Which lines below contain the word "Duration"? Copy each one.

## Dataset extract:
=== Section Start ===

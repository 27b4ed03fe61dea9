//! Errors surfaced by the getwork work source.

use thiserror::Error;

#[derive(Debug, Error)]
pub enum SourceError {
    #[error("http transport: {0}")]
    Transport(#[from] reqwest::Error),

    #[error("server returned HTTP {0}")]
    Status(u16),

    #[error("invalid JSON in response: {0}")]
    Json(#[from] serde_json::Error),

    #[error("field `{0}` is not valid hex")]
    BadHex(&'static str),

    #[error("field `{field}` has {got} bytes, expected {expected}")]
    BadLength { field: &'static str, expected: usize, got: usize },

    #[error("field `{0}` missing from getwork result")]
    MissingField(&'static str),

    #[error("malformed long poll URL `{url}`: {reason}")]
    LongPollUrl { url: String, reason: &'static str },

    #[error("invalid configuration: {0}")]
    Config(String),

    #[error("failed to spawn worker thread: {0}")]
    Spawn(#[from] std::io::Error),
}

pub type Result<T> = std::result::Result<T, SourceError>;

=== Section End ===
=== Section Start ===

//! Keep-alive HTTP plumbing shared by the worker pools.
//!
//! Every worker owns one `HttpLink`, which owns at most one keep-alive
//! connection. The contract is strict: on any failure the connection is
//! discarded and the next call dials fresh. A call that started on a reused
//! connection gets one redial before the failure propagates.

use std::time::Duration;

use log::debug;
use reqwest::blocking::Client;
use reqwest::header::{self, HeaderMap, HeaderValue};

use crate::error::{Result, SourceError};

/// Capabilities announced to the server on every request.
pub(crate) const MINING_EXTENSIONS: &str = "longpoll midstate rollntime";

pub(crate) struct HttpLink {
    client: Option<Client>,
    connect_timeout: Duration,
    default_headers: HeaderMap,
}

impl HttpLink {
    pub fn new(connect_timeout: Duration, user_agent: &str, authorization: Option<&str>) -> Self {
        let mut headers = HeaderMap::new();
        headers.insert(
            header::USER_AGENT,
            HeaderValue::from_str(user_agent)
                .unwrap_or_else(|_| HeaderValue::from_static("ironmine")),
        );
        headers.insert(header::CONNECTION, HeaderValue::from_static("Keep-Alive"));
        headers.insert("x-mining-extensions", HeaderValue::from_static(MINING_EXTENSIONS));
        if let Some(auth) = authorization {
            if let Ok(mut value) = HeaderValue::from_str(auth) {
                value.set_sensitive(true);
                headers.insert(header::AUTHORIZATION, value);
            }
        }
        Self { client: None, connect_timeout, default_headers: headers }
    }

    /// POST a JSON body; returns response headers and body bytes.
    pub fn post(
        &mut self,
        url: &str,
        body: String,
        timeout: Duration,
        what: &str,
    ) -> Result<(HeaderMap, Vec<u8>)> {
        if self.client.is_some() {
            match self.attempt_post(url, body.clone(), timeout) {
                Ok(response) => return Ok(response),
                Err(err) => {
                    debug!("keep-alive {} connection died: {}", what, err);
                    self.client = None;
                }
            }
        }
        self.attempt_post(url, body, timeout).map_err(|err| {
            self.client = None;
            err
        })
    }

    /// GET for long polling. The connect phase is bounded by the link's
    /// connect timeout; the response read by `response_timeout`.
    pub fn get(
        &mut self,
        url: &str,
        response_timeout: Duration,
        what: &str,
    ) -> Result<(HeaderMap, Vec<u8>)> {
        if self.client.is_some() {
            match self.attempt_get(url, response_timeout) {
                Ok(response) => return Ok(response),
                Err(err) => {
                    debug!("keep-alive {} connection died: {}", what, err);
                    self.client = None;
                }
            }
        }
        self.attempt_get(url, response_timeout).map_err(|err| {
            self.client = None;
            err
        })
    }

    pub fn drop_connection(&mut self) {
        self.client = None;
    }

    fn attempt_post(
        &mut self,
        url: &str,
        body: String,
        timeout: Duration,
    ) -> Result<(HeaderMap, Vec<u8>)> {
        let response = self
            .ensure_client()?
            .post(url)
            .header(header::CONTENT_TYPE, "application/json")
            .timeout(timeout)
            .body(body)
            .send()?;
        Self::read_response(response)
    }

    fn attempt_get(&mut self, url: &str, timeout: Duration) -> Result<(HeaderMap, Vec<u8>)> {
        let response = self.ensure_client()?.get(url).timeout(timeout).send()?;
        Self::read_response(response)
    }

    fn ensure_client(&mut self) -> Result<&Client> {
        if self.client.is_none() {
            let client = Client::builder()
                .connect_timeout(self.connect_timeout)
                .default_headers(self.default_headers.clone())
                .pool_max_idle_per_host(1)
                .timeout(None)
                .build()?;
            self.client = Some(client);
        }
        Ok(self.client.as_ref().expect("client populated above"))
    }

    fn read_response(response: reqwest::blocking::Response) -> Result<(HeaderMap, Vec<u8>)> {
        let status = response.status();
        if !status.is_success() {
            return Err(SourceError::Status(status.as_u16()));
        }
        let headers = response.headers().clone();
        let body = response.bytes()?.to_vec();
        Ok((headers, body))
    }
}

=== Section End ===

## Finished exercise:
use std::time::Duration;
    connect_timeout: Duration,
    pub fn new(connect_timeout: Duration, user_agent: &str, authorization: Option<&str>) -> Self {
        timeout: Duration,
        response_timeout: Duration,
        timeout: Duration,
    fn attempt_get(&mut self, url: &str, timeout: Duration) -> Result<(HeaderMap, Vec<u8>)> {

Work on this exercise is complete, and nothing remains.